Stored data entries:
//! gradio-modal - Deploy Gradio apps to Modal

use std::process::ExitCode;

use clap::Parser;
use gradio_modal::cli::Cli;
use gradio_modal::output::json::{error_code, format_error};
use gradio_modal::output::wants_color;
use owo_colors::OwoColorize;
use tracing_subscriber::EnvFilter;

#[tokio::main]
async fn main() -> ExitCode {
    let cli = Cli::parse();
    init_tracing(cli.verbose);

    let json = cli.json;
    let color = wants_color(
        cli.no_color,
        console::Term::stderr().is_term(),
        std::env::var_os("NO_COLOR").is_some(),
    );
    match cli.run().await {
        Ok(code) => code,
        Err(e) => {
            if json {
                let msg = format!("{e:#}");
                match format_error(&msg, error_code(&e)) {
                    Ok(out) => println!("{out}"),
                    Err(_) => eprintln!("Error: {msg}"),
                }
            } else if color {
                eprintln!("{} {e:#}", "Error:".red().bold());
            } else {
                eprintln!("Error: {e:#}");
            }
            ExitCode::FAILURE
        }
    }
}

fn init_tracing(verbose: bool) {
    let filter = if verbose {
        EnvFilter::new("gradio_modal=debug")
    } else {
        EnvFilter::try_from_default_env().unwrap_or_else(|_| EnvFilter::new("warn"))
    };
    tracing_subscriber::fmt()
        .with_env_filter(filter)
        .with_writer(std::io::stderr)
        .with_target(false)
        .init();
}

WHAT THE TASK REQUIRES:
Your reply should consist of all the records, restated exactly.

TASK SOLUTION:
//! gradio-modal - Deploy Gradio apps to Modal

use std::process::ExitCode;

use clap::Parser;
use gradio_modal::cli::Cli;
use gradio_modal::output::json::{error_code, format_error};
use gradio_modal::output::wants_color;
use owo_colors::OwoColorize;
use tracing_subscriber::EnvFilter;

#[tokio::main]
async fn main() -> ExitCode {
    let cli = Cli::parse();
    init_tracing(cli.verbose);

    let json = cli.json;
    let color = wants_color(
        cli.no_color,
        console::Term::stderr().is_term(),
        std::env::var_os("NO_COLOR").is_some(),
    );
    match cli.run().await {
        Ok(code) => code,
        Err(e) => {
            if json {
                let msg = format!("{e:#}");
                match format_error(&msg, error_code(&e)) {
                    Ok(out) => println!("{out}"),
                    Err(_) => eprintln!("Error: {msg}"),
                }
            } else if color {
                eprintln!("{} {e:#}", "Error:".red().bold());
            } else {
                eprintln!("Error: {e:#}");
            }
            ExitCode::FAILURE
        }
    }
}

fn init_tracing(verbose: bool) {
    let filter = if verbose {
        EnvFilter::new("gradio_modal=debug")
    } else {
        EnvFilter::try_from_default_env().unwrap_or_else(|_| EnvFilter::new("warn"))
    };
    tracing_subscriber::fmt()
        .with_env_filter(filter)
        .with_writer(std::io::stderr)
        .with_target(false)
        .init();
}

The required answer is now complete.